ГРАФ ДЕ СЕН-ЖЕРМЕН
Этот авантюрист был птицей более высокого полета, чем предыдущий, и играл значительную роль при дворе Людовика XV. Он заявлял, что владеет эликсиром жизни, с помощью которого может продлевать жизнь до столетий, и не разубеждал тех, кто считал, что ему самому уже более двух тысяч лет. Он разделял многие воззрения розенкрейцеров, похвалялся общением с сильфами и саламандрами, а также своей способностью извлекать алмазы из недр земли и жемчужины из морских глубин посредством заклинаний. Он не приписывал себе открытие философского камня, но посвящал столько времени алхимическим опытам, что, по общему убеждению, был именно тем человеком, который должен сей камень, если тот существует или может быть создан, найти.
Никто так никогда и не узнал, как его звали в действительности и в какой стране он родился203. Одни, ссылаясь на иудейские черты его красивого лица, считали его Вечным жидом, другие заявляли, что он является отпрыском арабской княжны, а его отец — саламандра, тогда как третьи, более рассудительные, утверждали, что он сын португальского еврея, осевшего в Бордо.

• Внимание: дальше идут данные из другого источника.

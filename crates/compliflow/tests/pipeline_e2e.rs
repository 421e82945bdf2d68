//! End-to-end tests running real documents through the configured pipeline.

mod common;

use std::sync::Arc;

use chrono::{TimeZone, Utc};
use tokio::sync::broadcast;

use common::{bank_config, docx_bytes, docx_with_runs, TestHarness};
use compliflow::capability::artifacts::artifact_id;
use compliflow::capability::{ArtifactKind, RiskLevel};
use compliflow::config::schema::EICAR_TEST_SIGNATURE;
use compliflow::pipeline::{FixedClock, ProgressStatus};
use compliflow::{
    BroadcastProgress, Config, Pipeline, ProcessingSummary, Stage, StageState, UploadState,
    UploadStatus,
};

fn pipeline(config: &Config) -> Pipeline {
    let clock = FixedClock(Utc.with_ymd_and_hms(2024, 6, 1, 9, 30, 0).unwrap());
    Pipeline::from_config(config)
        .expect("config should build a pipeline")
        .with_clock(Arc::new(clock))
}

// ── success path ──

#[test]
fn test_policy_with_gaps() {
    let harness = TestHarness::new();
    let path = harness.upload_fixture("security-policy.txt");
    let ctx = harness.context("u-100", &path);

    let result = pipeline(&bank_config()).process(ctx);

    assert!(result.success, "stages: {:?}", result.stages);
    assert_eq!(result.stages.len(), Stage::COUNT);
    assert!(result
        .stages
        .values()
        .all(|s| s.status == StageState::Completed));

    // GLBA-314.4c is raised to critical by the email address in the text,
    // GLBA-314.4a and CC6.1 are partially addressed.
    assert_eq!(
        result.summary,
        ProcessingSummary {
            critical_gaps: 1,
            total_gaps: 3,
            compliance_score: 70,
        }
    );

    let expected_ids: Vec<String> = [
        ArtifactKind::GapReport,
        ArtifactKind::RedlineSummary,
        ArtifactKind::SensitiveDataReport,
    ]
    .into_iter()
    .map(|kind| artifact_id("u-100", kind))
    .collect();
    assert_eq!(result.artifact_ids, expected_ids);

    let gap_report = result
        .artifacts
        .iter()
        .find(|a| a.kind == ArtifactKind::GapReport)
        .unwrap();
    let json: serde_json::Value = serde_json::from_slice(&gap_report.content).unwrap();
    assert_eq!(json["uploadId"], "u-100");
    assert_eq!(json["controlsEvaluated"], 3);
    assert_eq!(json["summary"]["complianceScore"], 70);
    let gaps = json["gaps"].as_array().unwrap();
    assert!(gaps
        .iter()
        .any(|g| g["riskLevel"] == serde_json::json!(RiskLevel::Critical)));

    let sensitive = result
        .artifacts
        .iter()
        .find(|a| a.kind == ArtifactKind::SensitiveDataReport)
        .unwrap();
    let json: serde_json::Value = serde_json::from_slice(&sensitive.content).unwrap();
    assert_eq!(json["countsByKind"]["email"], 1);
}

#[test]
fn test_fully_compliant_policy_scores_100() {
    let harness = TestHarness::new();
    let path = harness.upload_fixture("complete-policy.txt");
    let result = pipeline(&bank_config()).process(harness.context("u-101", &path));

    assert!(result.success);
    assert_eq!(result.summary.total_gaps, 0);
    assert_eq!(result.summary.compliance_score, 100);
    assert_eq!(result.artifact_ids.len(), 3);
}

#[test]
fn test_docx_upload() {
    let harness = TestHarness::new();
    let path = harness.upload(
        "policy.docx",
        &docx_bytes(&[
            "The qualified individual oversees the information security program.",
            "We encrypt customer information.",
        ]),
    );
    let result = pipeline(&bank_config()).process(harness.context("u-102", &path));

    assert!(result.success, "stages: {:?}", result.stages);
    // Only CC6.1 remains unaddressed: medium risk, five points.
    assert_eq!(result.summary.total_gaps, 1);
    assert_eq!(result.summary.critical_gaps, 0);
    assert_eq!(result.summary.compliance_score, 95);
}

#[test]
fn test_docx_with_split_runs_matches_keywords() {
    let harness = TestHarness::new();
    let path = harness.upload(
        "edited.docx",
        &docx_with_runs(&[
            &[
                "The qualified ",
                "individual oversees the information security ",
                "program.",
            ],
            &[
                "We encrypt customer information &amp; enforce least ",
                "privilege through access ",
                "control reviews.",
            ],
        ]),
    );
    let result = pipeline(&bank_config()).process(harness.context("u-106", &path));

    assert!(result.success, "stages: {:?}", result.stages);
    assert_eq!(result.summary.total_gaps, 0);
    assert_eq!(result.summary.compliance_score, 100);
}

#[test]
fn test_institution_type_selects_frameworks() {
    let harness = TestHarness::new();
    let path = harness.upload_fixture("security-policy.txt");
    let ctx = harness
        .context("u-103", &path)
        .with_institution_type("university");

    let result = pipeline(&bank_config()).process(ctx);

    // GLBA does not apply to universities; only the SOC2 gap remains.
    assert!(result.success);
    assert_eq!(result.summary.total_gaps, 1);
    assert_eq!(result.summary.compliance_score, 95);
}

#[test]
fn test_default_config_has_no_catalog() {
    let harness = TestHarness::new();
    let path = harness.upload("memo.txt", b"Quarterly staff memo.");
    let result = pipeline(&Config::default()).process(harness.context("u-104", &path));

    assert!(result.success);
    assert_eq!(result.summary.compliance_score, 100);
    // Default artifact kinds: gap report and redline summary.
    assert_eq!(result.artifact_ids.len(), 2);
}

#[test]
fn test_repeat_processing_is_identical() {
    let harness = TestHarness::new();
    let path = harness.upload_fixture("security-policy.txt");
    let ctx = harness.context("u-105", &path);
    let pipeline = pipeline(&bank_config());

    let first = pipeline.process(ctx.clone());
    let second = pipeline.process(ctx);
    assert_eq!(first, second);
    assert_eq!(
        serde_json::to_string(&first).unwrap(),
        serde_json::to_string(&second).unwrap()
    );
}

// ── failure path ──

#[test]
fn test_eicar_upload_is_rejected() {
    let harness = TestHarness::new();
    let path = harness.upload("invoice.txt", EICAR_TEST_SIGNATURE.as_bytes());
    let result = pipeline(&bank_config()).process(harness.context("u-200", &path));

    assert!(!result.success);
    assert_eq!(result.stages.len(), 1);
    let scan = result.stage(Stage::MalwareScan).unwrap();
    assert_eq!(scan.status, StageState::Failed);
    assert_eq!(scan.error.as_deref(), Some("virus detected"));
    assert!(result.artifact_ids.is_empty());
    assert_eq!(result.summary, ProcessingSummary::default());

    let status = UploadStatus::from_result(&result);
    assert_eq!(status.state, UploadState::Failed);
    assert_eq!(status.current_stage, Some(Stage::MalwareScan));
    assert_eq!(status.error_message.as_deref(), Some("virus detected"));
}

#[test]
fn test_missing_file_fails_first_stage() {
    let harness = TestHarness::new();
    let path = harness.upload_dir.join("never-uploaded.pdf");
    let result = pipeline(&bank_config()).process(harness.context("u-201", &path));

    assert!(!result.success);
    let (stage, message) = result.failure().unwrap();
    assert_eq!(stage, Stage::MalwareScan);
    assert!(message.contains("Failed to read document"));
}

#[test]
fn test_oversized_document_rejected() {
    let harness = TestHarness::new();
    let path = harness.upload("large.txt", &vec![b'a'; 2048]);
    let mut config = bank_config();
    config.pipeline.max_document_bytes = 1024;

    let result = pipeline(&config).process(harness.context("u-202", &path));

    let (stage, message) = result.failure().unwrap();
    assert_eq!(stage, Stage::MalwareScan);
    assert_eq!(message, "Document is 2048 bytes, limit is 1024");
}

#[test]
fn test_unsupported_format_fails_extraction() {
    let harness = TestHarness::new();
    let path = harness.upload("scan.tiff", &[0x49, 0x49, 0x2a, 0x00, 0xff, 0xfe]);
    let result = pipeline(&bank_config()).process(harness.context("u-203", &path));

    assert!(!result.success);
    assert!(result.is_completed(Stage::MalwareScan));
    let (stage, message) = result.failure().unwrap();
    assert_eq!(stage, Stage::TextExtraction);
    assert!(message.starts_with("Unsupported document format"));
    assert!(result.stage(Stage::PiiDetection).is_none());
}

#[test]
fn test_corrupt_pdf_fails_extraction() {
    let harness = TestHarness::new();
    let path = harness.upload("broken.pdf", b"%PDF-1.4 this is not really a pdf");
    let result = pipeline(&bank_config()).process(harness.context("u-204", &path));

    let (stage, _) = result.failure().unwrap();
    assert_eq!(stage, Stage::TextExtraction);
    assert_eq!(UploadStatus::from_result(&result).progress, 14);
}

// ── progress ──

#[test]
fn test_progress_broadcast_for_full_run() {
    let harness = TestHarness::new();
    let path = harness.upload_fixture("security-policy.txt");
    let (sender, mut rx) = broadcast::channel(64);
    let progress = BroadcastProgress::new("u-300", Arc::new(sender));

    let result =
        pipeline(&bank_config()).process_with_progress(harness.context("u-300", &path), &progress);
    assert!(result.success);

    let mut events = Vec::new();
    while let Ok(event) = rx.try_recv() {
        events.push(event);
    }

    // Started and completed per stage, plus the final event.
    assert_eq!(events.len(), Stage::COUNT * 2 + 1);
    assert!(events.iter().all(|e| e.upload_id == "u-300"));
    let clock_time = Utc.with_ymd_and_hms(2024, 6, 1, 9, 30, 0).unwrap();
    assert!(events.iter().all(|e| e.timestamp == clock_time));
    let last = events.last().unwrap();
    assert_eq!(last.status, ProgressStatus::Completed);
    assert_eq!(last.progress, 100);
    assert_eq!(last.compliance_score, Some(70));

    let percentages: Vec<u8> = events.iter().map(|e| e.progress).collect();
    assert!(percentages.windows(2).all(|w| w[0] <= w[1]));
}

Его жульническая карьера началась в Германии, где он с изрядной выгодой для себя торговал эликсиром вечной молодости. Порцию сего снадобья приобрел маршал де Бель-Иль, который был так очарован умом, образованностью и хорошими манерами шарлатана и настолько убежден в справедливости его абсурднейших притязаний, что убедил его поселиться в Париже. Под покровительством маршала он стал посещать столичные светские рауты. Все восхищались таинственным незнакомцем, которому, согласно одной из гипотез относительно даты его рождения, было около семидесяти лет и который при этом выглядел самое большее на сорок пять. Его непринужденная самоуверенность вводила в заблуждение большинство людей. Его претензия на мафусаилов век была естественным поводом для каверзных вопросов о внешности, жизни и кулуарных беседах великих людей прошлого, но у него на все был готов ответ. Многие, кто задавал ему вопросы, чтобы поймать его на неточности и осмеять, были обескуражены его присутствием духа, его быстрыми ответами и поразительной исторической достоверностью сообщаемых им сведений. Для придания своей персоне еще большей таинственности он скрывал от всех источник своих доходов. Он одевался с отменным вкусом, щеголял бриллиантами на шляпе, на пальцах и в пряжках на обуви и иногда делал в высшей степени дорогие подарки придворным дамам. Многие подозревали, что он — шпион на службе у английского кабинета министров, но не было ни малейших доказательств в поддержку этого обвинения. Король относился к нему с явной благосклонностью, часто часами совещался с ним наедине и никому не дозволял говорить о нем пренебрежительно. Вольтер постоянно высмеивал его. В одном из писем к королю Пруссии он называет его «un comte pour rire»204 и утверждает, что тот приписывал себе участие в обеде отцов церкви во время Трентского собора!205
В «Мемуарах мадам дю Оссе», камеристки маркизы дю Помпадур — фаворитки Людовика XV, есть несколько забавных рассказов об этом человеке. Прибыв в Париж, он очень скоро получил entree206 в будуар маркизы — привилегию, которой удостаивались лишь самые влиятельные вельможи при дворе ее возлюбленного. Маркиза любила беседовать с ним, и в ее присутствии он считал подобающим весьма существенно умерять свои претензии, но часто позволял ей верить, что ему по меньшей мере двести-триста лет. «Однажды, — пишет мадам дю Оссе, — маркиза в моем присутствии спросила его: “Как выглядел Франциск I? Он был королем, который мне бы, наверное, понравился”. “Он и впрямь был весьма обаятелен, — ответствовал Сен-Жермен и принялся описывать его лицо и внешность, словно говорил о человеке, которого когда-то хорошо разглядел. — Жаль, что он был слишком горяч. Я мог бы дать ему хороший совет, который уберег бы его от всех несчастий, но он бы ему не последовал, ибо монархов, похоже, преследует злой рок, делающий их глухими к советам мудрецов”. “Блистал ли его двор великолепием?” — поинтересовалась маркиза дю Помпадур. “О, да, — ответил граф, — но дворы его внуков были еще роскошнее. Во времена Марии Стюарт и Маргариты Валуа это был райский уголок — храм наслаждений любого рода”. “Вы словно видели все это сами”, — сказала маркиза, смеясь. “У меня превосходная память, — ответил он, — и я очень внимательно прочел историю Франции. Я порой нахожу удовольствие в том, что, не утверждая прямо, что я жил в стародавние времена, позволяю людям в это верить”.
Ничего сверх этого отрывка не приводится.